__PROBLEM TO SOLVE__. All lines from the opening of the data to the line containing "use std::collections::BTreeSet;" must be returned unchanged, and only those lines.

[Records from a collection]
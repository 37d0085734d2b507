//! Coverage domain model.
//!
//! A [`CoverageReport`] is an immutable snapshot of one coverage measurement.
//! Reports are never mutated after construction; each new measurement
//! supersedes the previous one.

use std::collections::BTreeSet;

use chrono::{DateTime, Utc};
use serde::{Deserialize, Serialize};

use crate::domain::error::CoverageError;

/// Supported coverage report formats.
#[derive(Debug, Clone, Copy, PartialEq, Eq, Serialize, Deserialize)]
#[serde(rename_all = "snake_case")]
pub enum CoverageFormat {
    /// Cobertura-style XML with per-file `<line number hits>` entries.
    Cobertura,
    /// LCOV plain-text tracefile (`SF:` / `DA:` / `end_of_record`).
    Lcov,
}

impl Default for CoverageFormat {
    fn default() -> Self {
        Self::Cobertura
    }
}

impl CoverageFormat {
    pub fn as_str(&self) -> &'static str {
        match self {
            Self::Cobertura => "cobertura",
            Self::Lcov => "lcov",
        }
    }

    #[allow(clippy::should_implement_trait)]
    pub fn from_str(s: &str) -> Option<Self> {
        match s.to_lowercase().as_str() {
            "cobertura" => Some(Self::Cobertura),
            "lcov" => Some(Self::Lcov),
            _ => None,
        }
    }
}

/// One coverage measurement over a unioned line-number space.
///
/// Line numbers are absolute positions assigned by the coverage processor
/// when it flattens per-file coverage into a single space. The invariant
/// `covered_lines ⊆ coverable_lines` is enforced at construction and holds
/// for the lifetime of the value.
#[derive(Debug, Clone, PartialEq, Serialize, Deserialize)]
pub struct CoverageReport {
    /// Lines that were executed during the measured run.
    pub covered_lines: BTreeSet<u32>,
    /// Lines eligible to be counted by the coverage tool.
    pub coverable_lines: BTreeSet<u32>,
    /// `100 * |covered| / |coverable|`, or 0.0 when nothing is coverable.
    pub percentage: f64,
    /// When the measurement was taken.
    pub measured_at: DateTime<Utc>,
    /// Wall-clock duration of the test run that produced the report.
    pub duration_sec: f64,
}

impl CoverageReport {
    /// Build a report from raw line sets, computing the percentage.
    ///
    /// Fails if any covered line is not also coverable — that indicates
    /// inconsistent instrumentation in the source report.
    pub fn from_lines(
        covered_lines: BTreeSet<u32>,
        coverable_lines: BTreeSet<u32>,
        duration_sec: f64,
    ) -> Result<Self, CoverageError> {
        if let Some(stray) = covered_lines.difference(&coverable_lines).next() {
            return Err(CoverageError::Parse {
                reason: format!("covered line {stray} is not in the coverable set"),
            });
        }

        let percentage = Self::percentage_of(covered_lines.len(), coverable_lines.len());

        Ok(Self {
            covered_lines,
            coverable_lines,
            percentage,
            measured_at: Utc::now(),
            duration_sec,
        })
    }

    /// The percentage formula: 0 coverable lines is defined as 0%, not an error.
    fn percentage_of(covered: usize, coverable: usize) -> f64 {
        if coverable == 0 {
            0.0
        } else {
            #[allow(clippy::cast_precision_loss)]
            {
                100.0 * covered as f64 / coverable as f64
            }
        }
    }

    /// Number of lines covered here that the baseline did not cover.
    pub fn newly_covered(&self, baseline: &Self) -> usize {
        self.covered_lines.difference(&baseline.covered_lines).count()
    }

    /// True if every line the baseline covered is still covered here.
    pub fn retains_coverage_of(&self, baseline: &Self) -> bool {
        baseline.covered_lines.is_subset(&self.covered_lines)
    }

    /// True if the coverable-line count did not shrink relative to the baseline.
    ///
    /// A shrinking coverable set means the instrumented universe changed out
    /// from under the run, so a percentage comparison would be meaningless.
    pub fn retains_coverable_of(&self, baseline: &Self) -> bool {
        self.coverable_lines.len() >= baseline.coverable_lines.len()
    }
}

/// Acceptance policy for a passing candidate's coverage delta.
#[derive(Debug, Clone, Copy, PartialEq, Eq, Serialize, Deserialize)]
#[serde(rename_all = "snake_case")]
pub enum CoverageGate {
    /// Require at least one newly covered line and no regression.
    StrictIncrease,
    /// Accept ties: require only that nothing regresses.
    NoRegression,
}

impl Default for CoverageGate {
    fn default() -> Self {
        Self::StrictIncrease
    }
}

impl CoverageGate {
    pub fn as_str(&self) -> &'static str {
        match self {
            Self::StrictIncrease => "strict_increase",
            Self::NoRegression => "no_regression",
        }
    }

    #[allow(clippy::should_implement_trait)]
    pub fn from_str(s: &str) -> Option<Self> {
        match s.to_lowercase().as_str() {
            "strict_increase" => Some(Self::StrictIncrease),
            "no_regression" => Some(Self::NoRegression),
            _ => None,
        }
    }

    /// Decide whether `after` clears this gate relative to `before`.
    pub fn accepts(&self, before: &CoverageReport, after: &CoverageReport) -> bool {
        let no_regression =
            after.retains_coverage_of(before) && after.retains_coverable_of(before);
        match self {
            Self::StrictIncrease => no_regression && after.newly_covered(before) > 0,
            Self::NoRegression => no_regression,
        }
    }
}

__RESULT FOR THIS EXERCISE__.
repository 37d0085734d2b507
//! Coverage domain model.
//!
//! A [`CoverageReport`] is an immutable snapshot of one coverage measurement.
//! Reports are never mutated after construction; each new measurement
//! supersedes the previous one.

use std::collections::BTreeSet;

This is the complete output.